Patna: Amid the fast-rising COVID-19 cases across the country, fear and rumours of a likely lockdown are growing and spreading once again in rural Bihar. Dayamuni Devi, a frail middle-aged woman, is anxious about her son, a migrant worker in a plastic factory in Maharashtra, losing her job due to another lockdown. She is apprehensive as she saw how thousands of migrant workers returned to their home state Bihar during the second wave in April-May 2021 and the first wave in March-April 2020.
So far, there are no reports of migrant workers returning and the state government has not officially confirmed any such thing either. But the Nitish Kumar-led government claimed that it was alert about dealing with any eventuality in the coming days. The labour department has planned to issue a new toll-free number soon to provide help to migrant workers in view of the third wave of the COVID-19 pandemic.
Officials at the Bihar state disaster management department also said that to date, there was no information about migrant workers returning. The officials admitted to the growing fear and rumours of lockdown among migrant workers.
“Some co-villagers, as well as relatives, informed me that the COVID-19 situation is alarming and the country is heading for a lockdown like the past two years. A lockdown will force my son to lose his job and return to the village. He will be rendered unemployed again. It will be another challenge for the poor like us,” said Dayamuni, a resident of Rampur village in Arwal district of Bihar.

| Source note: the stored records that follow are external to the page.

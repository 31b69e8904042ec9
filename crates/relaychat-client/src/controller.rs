use std::io::Read;

use relaychat_frame::Frame;
use tracing::{info, warn};

use crate::call::{CallAction, CallSession, CallState};
use crate::client::ClientSender;
use crate::error::{ClientError, Result};
use crate::voice::VoiceStreamer;

/// Opens a fresh PCM source each time a call starts streaming.
pub type SourceFactory = Box<dyn FnMut() -> std::io::Result<Box<dyn Read + Send>> + Send>;

/// Drives a [`CallSession`] against a live connection.
///
/// Every transition's actions are carried out immediately: signals go out
/// through the shared sender and the voice loop is started or stopped.
pub struct CallController {
    session: CallSession,
    sender: ClientSender,
    open_source: SourceFactory,
    streamer: Option<VoiceStreamer>,
}

impl CallController {
    pub fn new(sender: ClientSender, open_source: SourceFactory) -> Self {
        Self {
            session: CallSession::new(),
            sender,
            open_source,
            streamer: None,
        }
    }

    pub fn session(&self) -> &CallSession {
        &self.session
    }

    pub fn state(&self) -> CallState {
        self.session.state()
    }

    pub fn is_streaming(&self) -> bool {
        self.streamer.as_ref().is_some_and(VoiceStreamer::is_running)
    }

    pub fn dial(&mut self, target: i32) -> Result<()> {
        let actions = self.session.dial(target)?;
        self.apply(actions)
    }

    pub fn dial_group(&mut self) -> Result<()> {
        let actions = self.session.dial_group()?;
        self.apply(actions)
    }

    pub fn answer(&mut self) -> Result<()> {
        let actions = self.session.answer()?;
        self.apply(actions)
    }

    pub fn reject(&mut self) -> Result<()> {
        let actions = self.session.reject()?;
        self.apply(actions)
    }

    pub fn hang_up(&mut self) -> Result<()> {
        let actions = self.session.hang_up()?;
        self.apply(actions)
    }

    /// Feed a received frame through the session.
    pub fn on_frame(&mut self, frame: &Frame) -> Result<()> {
        let actions = self.session.on_frame(frame);
        self.apply(actions)
    }

    fn apply(&mut self, actions: Vec<CallAction>) -> Result<()> {
        for action in actions {
            match action {
                CallAction::Signal { kind, target } => self.sender.send_signal(kind, target)?,
                CallAction::StartStreaming { target } => {
                    self.stop_streaming();
                    let source = (self.open_source)().map_err(ClientError::VoiceSource)?;
                    self.streamer = Some(VoiceStreamer::start(self.sender.clone(), target, source)?);
                    info!(target, "voice streaming started");
                }
                CallAction::StopStreaming => self.stop_streaming(),
            }
        }
        Ok(())
    }

    fn stop_streaming(&mut self) {
        if let Some(streamer) = self.streamer.take() {
            match streamer.stop() {
                Ok(chunks) => info!(chunks, "voice streaming stopped"),
                Err(err) => warn!(error = %err, "voice stream ended with error"),
            }
        }
    }
}

impl Drop for CallController {
    fn drop(&mut self) {
        self.stop_streaming();
    }
}

#[cfg(test)]
mod tests {
    use std::io::Cursor;

    use relaychat_frame::{FrameReader, MessageType};
    use relaychat_transport::{RelayStream, TcpTransport};

    use super::*;
    use crate::client::Client;

    fn pair() -> (Client, FrameReader<RelayStream>) {
        let listener = TcpTransport::bind("127.0.0.1:0").unwrap();
        let client = Client::connect(listener.local_addr()).unwrap();
        let (stream, _) = listener.accept().unwrap();
        (client, FrameReader::new(stream))
    }

    fn one_chunk() -> SourceFactory {
        Box::new(|| Ok(Box::new(Cursor::new(vec![3u8; 64])) as Box<dyn Read + Send>))
    }

    #[test]
    fn answering_sends_accept_then_streams() {
        let (client, mut relay) = pair();
        let mut controller = CallController::new(client.sender(), one_chunk());

        controller
            .on_frame(&Frame::signal(MessageType::CallRequest, 4))
            .unwrap();
        assert_eq!(controller.state(), CallState::Ringing);
        controller.answer().unwrap();

        assert_eq!(
            relay.read_frame().unwrap(),
            Frame::signal(MessageType::CallAccept, 4)
        );
        let chunk = relay.read_frame().unwrap();
        assert_eq!(chunk.kind, MessageType::VoiceStreamChunk);
        assert_eq!(chunk.routing_id, 4);
        assert_eq!(chunk.body.len(), 64);

        controller
            .on_frame(&Frame::signal(MessageType::CallEnd, 4))
            .unwrap();
        assert_eq!(controller.state(), CallState::Idle);
        assert!(!controller.is_streaming());
    }

    #[test]
    fn dial_then_hang_up_sends_request_and_end() {
        let (client, mut relay) = pair();
        let mut controller = CallController::new(client.sender(), one_chunk());

        controller.dial(2).unwrap();
        controller.hang_up().unwrap();

        assert_eq!(
            relay.read_frame().unwrap(),
            Frame::signal(MessageType::CallRequest, 2)
        );
        assert_eq!(
            relay.read_frame().unwrap(),
            Frame::signal(MessageType::CallEnd, 2)
        );
        assert!(controller.answer().is_err());
    }

    #[test]
    fn source_failure_is_reported() {
        let (client, _relay) = pair();
        let failing: SourceFactory = Box::new(|| Err(std::io::ErrorKind::NotFound.into()));
        let mut controller = CallController::new(client.sender(), failing);

        assert!(matches!(
            controller.dial_group(),
            Err(ClientError::VoiceSource(_))
        ));
    }
}
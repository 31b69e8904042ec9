use std::io::{ErrorKind, Read};

use bytes::BytesMut;
use relaychat_transport::RelayStream;
use tracing::debug;

use crate::codec::{decode_frame, Frame, FrameConfig};
use crate::error::{FrameError, Result};

const INITIAL_BUFFER_CAPACITY: usize = 8 * 1024;
const READ_CHUNK_SIZE: usize = 8 * 1024;

/// Reads complete frames from any `Read` stream.
///
/// Handles partial reads internally; callers always get complete frames.
pub struct FrameReader<T> {
    inner: T,
    buf: BytesMut,
    config: FrameConfig,
}

impl<T: Read> FrameReader<T> {
    /// Create a new frame reader with default configuration.
    pub fn new(inner: T) -> Self {
        Self::with_config(inner, FrameConfig::default())
    }

    /// Create a new frame reader with explicit configuration.
    pub fn with_config(inner: T, config: FrameConfig) -> Self {
        Self {
            inner,
            buf: BytesMut::with_capacity(INITIAL_BUFFER_CAPACITY),
            config,
        }
    }

    /// Read the next complete frame (blocking).
    ///
    /// Returns `Err(FrameError::ConnectionClosed)` when EOF is reached,
    /// including EOF in the middle of a header or body.
    pub fn read_frame(&mut self) -> Result<Frame> {
        loop {
            match decode_frame(&mut self.buf, self.config.max_body_size) {
                Ok(Some(frame)) => return Ok(frame),
                Ok(None) => {}
                Err(err) => {
                    debug!(error = %err, buffered = self.buf.len(), "malformed frame header");
                    return Err(err);
                }
            }

            let mut chunk = [0u8; READ_CHUNK_SIZE];
            let read = match self.inner.read(&mut chunk) {
                Ok(n) => n,
                Err(err) if err.kind() == ErrorKind::Interrupted => continue,
                Err(err) => return Err(FrameError::Io(err)),
            };

            if read == 0 {
                return Err(FrameError::ConnectionClosed);
            }

            self.buf.extend_from_slice(&chunk[..read]);
        }
    }

    /// Borrow the underlying stream.
    pub fn get_ref(&self) -> &T {
        &self.inner
    }

    /// Mutably borrow the underlying stream.
    pub fn get_mut(&mut self) -> &mut T {
        &mut self.inner
    }

    /// Consume the reader and return the inner stream.
    pub fn into_inner(self) -> T {
        self.inner
    }

    /// Current frame reader configuration.
    pub fn config(&self) -> &FrameConfig {
        &self.config
    }
}

impl<T: Read> Iterator for FrameReader<T> {
    type Item = Result<Frame>;

    /// Yields frames until the peer closes the connection cleanly.
    fn next(&mut self) -> Option<Self::Item> {
        match self.read_frame() {
            Ok(frame) => Some(Ok(frame)),
            Err(FrameError::ConnectionClosed) => None,
            Err(err) => Some(Err(err)),
        }
    }
}

impl FrameReader<RelayStream> {
    /// Create a frame reader for `RelayStream` and apply read timeout from config.
    pub fn with_config_tcp(inner: RelayStream, config: FrameConfig) -> Result<Self> {
        inner
            .set_read_timeout(config.read_timeout)
            .map_err(transport_to_frame_error)?;
        Ok(Self::with_config(inner, config))
    }
}

pub(crate) fn transport_to_frame_error(err: relaychat_transport::TransportError) -> FrameError {
    match err {
        relaychat_transport::TransportError::Io(io)
        | relaychat_transport::TransportError::Accept(io) => FrameError::Io(io),
        relaychat_transport::TransportError::Bind { source, .. }
        | relaychat_transport::TransportError::Connect { source, .. } => FrameError::Io(source),
    }
}
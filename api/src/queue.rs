use async_trait::async_trait;
use serde::Serialize;
use sqlx::PgPool;

/// Event name the workout generator listens for.
pub const TYPEFORM_PROCESSED: &str = "typeform.processed";

#[derive(Debug, thiserror::Error)]
pub enum QueueError {
    #[error("queue error: {0}")]
    Database(#[from] sqlx::Error),
    #[error("failed to encode signal: {0}")]
    Encode(#[from] serde_json::Error),
}

/// Tells the downstream workflow that a user's intake is ready.
#[derive(Debug, Clone, PartialEq, Eq, Serialize)]
#[serde(rename_all = "camelCase")]
pub struct ProcessedSignal {
    pub user_id: String,
    pub event: String,
}

impl ProcessedSignal {
    pub fn typeform_processed(user_id: &str) -> Self {
        Self {
            user_id: user_id.to_string(),
            event: TYPEFORM_PROCESSED.to_string(),
        }
    }
}

#[async_trait]
pub trait JobQueue: Send + Sync {
    async fn publish(&self, signal: &ProcessedSignal) -> Result<(), QueueError>;
}

/// Enqueues signals as rows of `background_jobs`, picked up by the worker.
#[derive(Clone)]
pub struct PgJobQueue {
    pool: PgPool,
}

impl PgJobQueue {
    pub fn new(pool: PgPool) -> Self {
        Self { pool }
    }
}

#[async_trait]
impl JobQueue for PgJobQueue {
    async fn publish(&self, signal: &ProcessedSignal) -> Result<(), QueueError> {
        let payload = serde_json::to_value(signal)?;
        sqlx::query(
            r#"
            INSERT INTO background_jobs (user_id, job_type, payload, max_retries)
            VALUES ($1, $2, $3, 3)
            "#,
        )
        .bind(&signal.user_id)
        .bind(&signal.event)
        .bind(&payload)
        .execute(&self.pool)
        .await?;
        Ok(())
    }
}

#[cfg(test)]
mod tests {
    use serde_json::json;

    use super::*;

    #[test]
    fn signal_serializes_camel_case() {
        let value = serde_json::to_value(ProcessedSignal::typeform_processed("u-1")).unwrap();
        assert_eq!(value, json!({"userId": "u-1", "event": "typeform.processed"}));
    }
}
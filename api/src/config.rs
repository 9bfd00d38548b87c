/// Non-secret runtime settings, read once at startup.
///
/// Secrets (`TYPEFORM_SECRET`, `SLACK_WEBHOOK_URL`) are not held here; they are
/// fetched through the [`SecretStore`](crate::secrets::SecretStore) on each use.
#[derive(Debug, Clone, PartialEq, Eq)]
pub struct WebhookConfig {
    pub database_url: String,
    pub port: u16,
    pub require_https: bool,
    /// Where alerts go. `None` means the prompt channel is reused.
    pub alert_webhook_url: Option<String>,
}

#[derive(Debug, thiserror::Error, PartialEq, Eq)]
pub enum ConfigError {
    #[error("{0} must be set")]
    Missing(&'static str),
    #[error("{name} is not valid: {value}")]
    Invalid { name: &'static str, value: String },
}

impl WebhookConfig {
    pub fn from_env() -> Result<Self, ConfigError> {
        Self::from_lookup(|name| std::env::var(name).ok())
    }

    fn from_lookup(lookup: impl Fn(&str) -> Option<String>) -> Result<Self, ConfigError> {
        let non_empty = |name: &str| {
            lookup(name)
                .map(|value| value.trim().to_string())
                .filter(|value| !value.is_empty())
        };

        let database_url = non_empty("DATABASE_URL").ok_or(ConfigError::Missing("DATABASE_URL"))?;

        let port = match non_empty("PORT") {
            Some(raw) => raw.parse().map_err(|_| ConfigError::Invalid {
                name: "PORT",
                value: raw,
            })?,
            None => 3000,
        };

        let require_https = non_empty("INTAKE_REQUIRE_HTTPS")
            .map(|v| v == "true")
            .unwrap_or(false);

        Ok(Self {
            database_url,
            port,
            require_https,
            alert_webhook_url: non_empty("SLACK_ALERT_WEBHOOK_URL"),
        })
    }
}

#[cfg(test)]
mod tests {
    use std::collections::HashMap;

    use super::*;

    fn lookup(vars: &[(&str, &str)]) -> impl Fn(&str) -> Option<String> {
        let map: HashMap<String, String> = vars
            .iter()
            .map(|(k, v)| (k.to_string(), v.to_string()))
            .collect();
        move |name| map.get(name).cloned()
    }

    #[test]
    fn defaults_apply() {
        let config =
            WebhookConfig::from_lookup(lookup(&[("DATABASE_URL", "postgres://localhost/intake")]))
                .unwrap();
        assert_eq!(config.port, 3000);
        assert!(!config.require_https);
        assert_eq!(config.alert_webhook_url, None);
    }

    #[test]
    fn database_url_is_required() {
        let err = WebhookConfig::from_lookup(lookup(&[("DATABASE_URL", "  ")])).unwrap_err();
        assert_eq!(err, ConfigError::Missing("DATABASE_URL"));
    }

    #[test]
    fn reads_all_settings() {
        let config = WebhookConfig::from_lookup(lookup(&[
            ("DATABASE_URL", "postgres://db/intake"),
            ("PORT", "8080"),
            ("INTAKE_REQUIRE_HTTPS", "true"),
            ("SLACK_ALERT_WEBHOOK_URL", "https://hooks.slack.com/services/T/B/alerts"),
        ]))
        .unwrap();
        assert_eq!(config.port, 8080);
        assert!(config.require_https);
        assert_eq!(
            config.alert_webhook_url.as_deref(),
            Some("https://hooks.slack.com/services/T/B/alerts")
        );
    }

    #[test]
    fn rejects_bad_port() {
        let err = WebhookConfig::from_lookup(lookup(&[
            ("DATABASE_URL", "postgres://db/intake"),
            ("PORT", "eighty"),
        ]))
        .unwrap_err();
        assert!(matches!(err, ConfigError::Invalid { name: "PORT", .. }));
    }
}
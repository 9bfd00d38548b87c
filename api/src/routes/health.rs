use axum::extract::State;
use axum::http::StatusCode;
use axum::response::IntoResponse;
use axum::{Json, Router, routing::get};

use crate::HealthResponse;
use crate::state::AppState;

pub fn router() -> Router<AppState> {
    Router::new().route("/health", get(health_check))
}

/// Liveness plus a database round trip
#[utoipa::path(
    get,
    path = "/health",
    responses(
        (status = 200, description = "Service and database are reachable", body = HealthResponse),
        (status = 503, description = "Database is unreachable", body = HealthResponse)
    ),
    tag = "system"
)]
pub async fn health_check(State(state): State<AppState>) -> impl IntoResponse {
    let db_ok = sqlx::query_scalar::<_, i32>("SELECT 1")
        .fetch_one(&state.db)
        .await
        .is_ok();

    let (http_status, status) = if db_ok {
        (StatusCode::OK, "ok")
    } else {
        tracing::warn!("Health check could not reach the database");
        (StatusCode::SERVICE_UNAVAILABLE, "degraded")
    };

    (
        http_status,
        Json(HealthResponse {
            status: status.to_string(),
            version: env!("CARGO_PKG_VERSION").to_string(),
        }),
    )
}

Till last month, Dayamuni was happy and has planned to start searching for a groom for her youngest daughter for marriage during ‘lagan’ (traditional marriage season during summer) this year. “Due to the likely lockdown, we will have to struggle for livelihood. Everything will come back to square one,” she said.
Dayamuni said her son, like thousands of migrant workers in Mumbai, was also restless and fearing the lockdown. “He told me that in view of night curfew and the fear of a lockdown being imposed at any time in Mumbai, migrant workers are fearful. My son frankly said he will not return until the lockdown is imposed. But hundreds of migrant workers had already left Mumbai for Bihar in the last two days,” she said.
She said that her son returned to work in August after spending months in the village without work because of the lockdown back then.
She has highlighted the pain of the impact of lockdown on migrant workers’ households as there was no source of income after the labourers were rendered jobless in big cities and industrial towns.
Dayamuni is not alone in her apprehensions. She is one of the thousands of women, mainly mothers, wives and young daughters of migrant workers, who are afraid of a likely lockdown and its impact on their lives. They have been expressing their concern and discomfort about it as well.
“Last two years proved bad for us due to lockdown as my husband, a migrant worker, was forced to sit at home without earning. We had struggled to manage a family of six members. Our source of livelihood is his income. He works as a skilled worker at a factory in Kutch in Gujarat,” said Aarti Devi, wife of a migrant worker and resident of Tekari in Gaya district. “If lockdown is imposed this time, we will face immense difficulty in running the family. Already we are facing hardship due to price rise (inflation),” she added.
Similarly, Shahnaz Bano, whose husband works as a mason in Delhi, is worried since the TV news channels have repeatedly claimed another lockdown was on its way in view of the surging COVID cases. “My two minor daughters are in school and a toddler son has been ailing for months. We all depend on my husband earning in Delhi. Any further lockdown will create problems for us. It is poor folks like us who are affected by lockdowns,” she rued.
It was widely reported in 2020 that thousands of frightened migrant workers returned to the state by special trains from Mumbai, Delhi, Chennai, Hyderabad, Surat, and Cochin and other places across the country after a sudden lockdown was announced. Most of the migrant workers who returned were either daily-wage construction workers, security guards, cooks or they worked in industry and factories and were compelled to return home after being rendered jobless, particularly in Maharashtra, Delhi and other states.
After the sudden lockdown in 2020, millions of skilled and unskilled workers, drivers, and vendors were either rendered jobless or did not find any work, as per official figures. Last year also, thousands of migrant workers returned to their native villages after lockdown.
In Bihar, joblessness after the lockdown poses a great challenge with more than 21 lakh migrant workers returning to the state, as per official data. Initially, thousands of them walked hundreds of kilometres on roads and along railway tracks to reach home as there was no arrangement for transport. Later, the railways had operated Shramik special trains between May and July for ferrying migrant workers.
However, most migrant workers who returned home last year spent months without work as the state government failed to provide jobs to them, contrary to publicised claims.
Experts say that thousands of migrant workers, who work across the country and used to visit their homes in Bihar only to celebrate different festivals or during the marriage season, have been forced to return amid the outbreak of COVID-19.
Most of the Bihari labourers are concentrated in Punjab, Delhi, Haryana, Assam, Rajasthan, Gujarat, Tamil Nadu and Andhra Pradesh. Cities such as Mumbai, Chennai, Bangalore, Kolkata and Pune also have a sizeable number of people from Bihar.
Interestingly, the state government has no official data of how many workers from Bihar are employed outside the state.